I would like to modify attribute value of element with name “FOO”, so I wrote:
<xsl:stylesheet version="1.0" xmlns:xsl="http://www.w3.org/1999/XSL/Transform">
<xsl:output method="xml" indent="yes"/>
<xsl:template match="@* | node()">
<xsl:copy>
<xsl:apply-templates select="@* | node()"/>
</xsl:copy>
</xsl:template>
<xsl:template match="FOO/@extent">
<xsl:attribute name="extent">
<xsl:text>1.5cm</xsl:text>
</xsl:attribute>
</xsl:template>
</xsl:stylesheet>
This stuff works. At now I need the same thing, but with element “fs:BOO”.

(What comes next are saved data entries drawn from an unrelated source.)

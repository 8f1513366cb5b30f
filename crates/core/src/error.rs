//! Domain error model.

use thiserror::Error;

use crate::id::ProductId;

/// Result type used across the domain layer.
pub type DomainResult<T> = Result<T, DomainError>;

/// Domain-level error.
///
/// Keep this focused on deterministic, business/domain failures (validation,
/// missing records, uniqueness conflicts). Storage failures belong elsewhere.
#[derive(Debug, Error, Clone, PartialEq, Eq)]
pub enum DomainError {
    /// A value failed validation (e.g. malformed input).
    #[error("validation failed: {0}")]
    Validation(String),

    /// An identifier was invalid (e.g. parse failure).
    #[error("invalid identifier: {0}")]
    InvalidId(String),

    /// The target product does not exist.
    #[error("Product with ID '{0}' not found.")]
    NotFound(ProductId),

    /// Another product already uses this SKU.
    #[error("Product with SKU '{sku}' already exists.")]
    Conflict { sku: String },
}

impl DomainError {
    pub fn validation(msg: impl Into<String>) -> Self {
        Self::Validation(msg.into())
    }

    pub fn invalid_id(msg: impl Into<String>) -> Self {
        Self::InvalidId(msg.into())
    }

    pub fn conflict(sku: impl Into<String>) -> Self {
        Self::Conflict { sku: sku.into() }
    }

    pub fn not_found(id: ProductId) -> Self {
        Self::NotFound(id)
    }
}
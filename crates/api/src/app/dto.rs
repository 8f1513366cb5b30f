use serde::{Deserialize, Deserializer};

use stockpile_products::{NewProduct, Page, Product, ProductPatch, MAX_PAGE_LIMIT};

// -------------------------
// Request DTOs
// -------------------------

#[derive(Debug, Deserialize)]
pub struct CreateProductRequest {
    pub name: String,
    pub sku: String,
    #[serde(default)]
    pub description: Option<String>,
    #[serde(default)]
    pub quantity: Option<i32>,
    #[serde(default)]
    pub min_threshold: Option<i32>,
}

impl From<CreateProductRequest> for NewProduct {
    fn from(body: CreateProductRequest) -> Self {
        let mut new = NewProduct::new(body.name, body.sku);
        new.description = body.description;
        if let Some(quantity) = body.quantity {
            new.quantity = quantity;
        }
        if let Some(min_threshold) = body.min_threshold {
            new.min_threshold = min_threshold;
        }
        new
    }
}

/// Partial update body. Absent fields (and `null` for non-nullable fields)
/// are left unchanged; `"description": null` clears the description.
#[derive(Debug, Default, Deserialize)]
pub struct UpdateProductRequest {
    #[serde(default)]
    pub name: Option<String>,
    #[serde(default)]
    pub sku: Option<String>,
    #[serde(default, deserialize_with = "present")]
    pub description: Option<Option<String>>,
    #[serde(default)]
    pub quantity: Option<i32>,
    #[serde(default)]
    pub min_threshold: Option<i32>,
}

impl From<UpdateProductRequest> for ProductPatch {
    fn from(body: UpdateProductRequest) -> Self {
        ProductPatch {
            name: body.name,
            sku: body.sku,
            description: body.description,
            quantity: body.quantity,
            min_threshold: body.min_threshold,
        }
    }
}

/// Distinguish an explicit `null` (`Some(None)`) from an absent key (`None`, via `default`).
fn present<'de, D, T>(deserializer: D) -> Result<Option<Option<T>>, D::Error>
where
    D: Deserializer<'de>,
    T: Deserialize<'de>,
{
    Option::<T>::deserialize(deserializer).map(Some)
}

#[derive(Debug, Default, Deserialize)]
pub struct ListProductsQuery {
    pub skip: Option<u32>,
    pub limit: Option<u32>,
}

impl ListProductsQuery {
    pub fn page(&self) -> Page {
        Page::new(self.skip.unwrap_or(0), self.limit.unwrap_or(MAX_PAGE_LIMIT))
    }
}

// -------------------------
// Response mapping
// -------------------------

pub fn product_to_json(p: &Product) -> serde_json::Value {
    serde_json::json!({
        "id": p.id_typed(),
        "name": p.name(),
        "sku": p.sku(),
        "description": p.description(),
        "quantity": p.quantity(),
        "min_threshold": p.min_threshold(),
        "created_at": p.created_at().to_rfc3339(),
        "updated_at": p.updated_at().map(|t| t.to_rfc3339()),
        "is_low_stock": p.is_low_stock(),
        "is_out_of_stock": p.is_out_of_stock(),
    })
}
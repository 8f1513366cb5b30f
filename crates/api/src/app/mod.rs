//! HTTP API application wiring (Axum router + service wiring).
//!
//! - `services.rs`: store selection and the shared service handle
//! - `routes/`: HTTP routes + handlers
//! - `dto.rs`: request DTOs and JSON mapping helpers
//! - `errors.rs`: consistent error responses

use std::sync::Arc;

use axum::{Extension, Router};
use tower::ServiceBuilder;
use tower_http::trace::TraceLayer;

pub mod dto;
pub mod errors;
pub mod routes;
pub mod services;

pub use services::{build_services, AppServices};

/// Build the full HTTP router (public entrypoint used by `main.rs` and tests).
///
/// Product routes are mounted under `api_prefix` (e.g. `/api/v1`); `/` and
/// `/health` stay at the root.
pub fn build_app(services: AppServices, api_prefix: &str) -> Router {
    let services = Arc::new(services);

    Router::new()
        .merge(routes::system::router())
        .merge(routes::products::router(api_prefix))
        .layer(
            ServiceBuilder::new()
                .layer(TraceLayer::new_for_http())
                .layer(Extension(services)),
        )
}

I tried replace FOO with “fs:BOO”, but xsltproc say that it can not compile
such code. I temporary solve this problem in such way:
sed 's|fs:BOO|fs_BOO|g' | xsltproc stylesheet.xsl - | sed 's|fs_BOO|fs:BOO|g'
but may be there is more simple solution, without usage of “sed”?
Example of input data:
<root>
<fs:BOO extent="0mm" />
</root>
if write:
<xsl:template match="fs:BOO/@extent">
I got:
xsltCompileStepPattern : no namespace bound to prefix fs
compilation error: file test.xsl line 10 element template
xsltCompilePattern : failed to compile 'fs:BOO/@extent'
Firstly, I would expect your XML to have a declaration for the namespace, otherwise it will not be valid
And this also applies to your XSLT. If you are trying to do
<xsl:template match="fs:BOO/@extent">then you need a declaration to the namespace in your XSLT too.The important thing is the the namespace URI matches the one in the XML.
If, however, you want to cope with different namespaces, you can take a different approach. You could use the local-name() function to check the name of element without the namespace prefix.